Il dolore fa parte della vita. Di fronte a una notizia devastante come un cancro, come trovare l’equilibrio per accettare la realtà e trovare le risorse per fronteggiare la malattia?  

Barbara Barcaccia: Io proverei a pensare alla malattia non come a un dramma ma come a un fatto che può avere molte interpretazioni diverse. Il primo aspetto è che il dolore va accettato come un'altra categoria dell'esistenza. Al giorno d'oggi possiamo controllare farmacologicamente la maggior parte del dolore collegato alla patologia neoplastica, ma c'è un residuo che sfugge agli antidolorifici.

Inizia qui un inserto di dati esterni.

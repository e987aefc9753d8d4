//! Protocol headers and request classification.

use inertia_http::Request;

/// Marks a request from the client runtime, and a JSON page response.
pub const X_INERTIA: &str = "X-Inertia";
/// Asset version the client was built against.
pub const X_INERTIA_VERSION: &str = "X-Inertia-Version";
/// Comma-separated prop names requested by a partial reload.
pub const X_INERTIA_PARTIAL_DATA: &str = "X-Inertia-Partial-Data";
/// Component a partial reload targets.
pub const X_INERTIA_PARTIAL_COMPONENT: &str = "X-Inertia-Partial-Component";
/// Comma-separated prop names the client wants replaced instead of merged.
pub const X_INERTIA_RESET: &str = "X-Inertia-Reset";
/// Target of a forced full-page visit.
pub const X_INERTIA_LOCATION: &str = "X-Inertia-Location";

/// Split a comma-separated header value into trimmed, non-empty keys.
///
/// An absent or empty header yields no keys.
///
/// # Examples
///
/// ```
/// use inertia_core::protocol::split_header_list;
///
/// assert_eq!(split_header_list(Some("sport, grit")), vec!["sport", "grit"]);
/// assert!(split_header_list(Some("")).is_empty());
/// assert!(split_header_list(None).is_empty());
/// ```
pub fn split_header_list(value: Option<&str>) -> Vec<&str> {
	value
		.unwrap_or_default()
		.split(',')
		.map(str::trim)
		.filter(|key| !key.is_empty())
		.collect()
}

/// Read-only view of the protocol headers of a request.
#[derive(Debug, Clone, Copy)]
pub struct InertiaRequest<'a> {
	request: &'a Request,
}

impl<'a> InertiaRequest<'a> {
	pub fn new(request: &'a Request) -> Self {
		Self { request }
	}

	/// Whether the client runtime sent this request.
	pub fn is_inertia(&self) -> bool {
		self.request.has_header(X_INERTIA)
	}

	pub fn version(&self) -> Option<&'a str> {
		self.request.header(X_INERTIA_VERSION)
	}

	pub fn partial_component(&self) -> Option<&'a str> {
		self.request.header(X_INERTIA_PARTIAL_COMPONENT)
	}

	pub fn partial_data(&self) -> Vec<&'a str> {
		split_header_list(self.request.header(X_INERTIA_PARTIAL_DATA))
	}

	pub fn reset_keys(&self) -> Vec<&'a str> {
		split_header_list(self.request.header(X_INERTIA_RESET))
	}

	/// A partial reload needs the data header and a component header naming `component`.
	pub fn is_partial_reload(&self, component: &str) -> bool {
		self.request.has_header(X_INERTIA_PARTIAL_DATA)
			&& self.partial_component() == Some(component)
	}

	/// Whether the client's declared version differs from `current`.
	///
	/// A missing version header counts as current.
	pub fn is_stale(&self, current: &str) -> bool {
		self.version().is_some_and(|version| version != current)
	}
}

Per quanto riguarda l'impatto emotivo, inizialmente si reagisce con un shock o una negazione. Poi c'è la reazione classica di rabbia nei confronti del destino, della vita, di Dio, “perché proprio a me?”. Poi reazioni di tristezza molto profonda, di depressione. Occorre, quindi, avere un po' di pazienza con se stessi. Ansia, tristezza e rabbia sono reazioni normali. C'è un processo naturale di elaborazione di questo tipo di situazioni di sofferenza che di solito porta la persona poco per volta ad adattarsi e ad accettare la propria situazione, trovando nuovi scopi per cui valga la pena vivere. Questo processo talvolta non si riesce a compiere da soli. Ecco quindi che diventa necessario il supporto psicologico, affinché la persona non rimanga bloccata in queste reazioni emotive troppo a lungo e troppo intensamente. Oggi come oggi la acceptance and commitment therapy, una psicoterapia cognitivo-comportamentale basata sull'accettazione e l'impegno, risulta essere la più efficace e aggiornata nel gestire al meglio non solo il dolore fisico ma anche tutte le risposte emotive alla malattia che sono in qualche modo ineludibili. Un'altra indicazione è quella di entrare a far parte di gruppi di auto-aiuto formati da persone che soffrono della stessa patologia.

La dimensione spirituale può aiutare?

Barbara Barcaccia: Alcune ricerche dimostrano che le persone dotate di risorse di tipo spirituale riescono ad adattarsi più facilmente e anche a trovare un senso  in ciò che è accaduto all'interno della loro esistenza. Per questo può essere d'aiuto anche riappropriarsi dell'aspetto religioso, che si era magari abbandonato nel corso della vita. E' importante non isolarsi e riuscire a comunicare agli altri, ai familiari, agli amici ciò di cui si ha bisogno, magari manifestando semplicemente il desiderio di essere ascoltati senza dover trovare a tutti i costi una soluzione.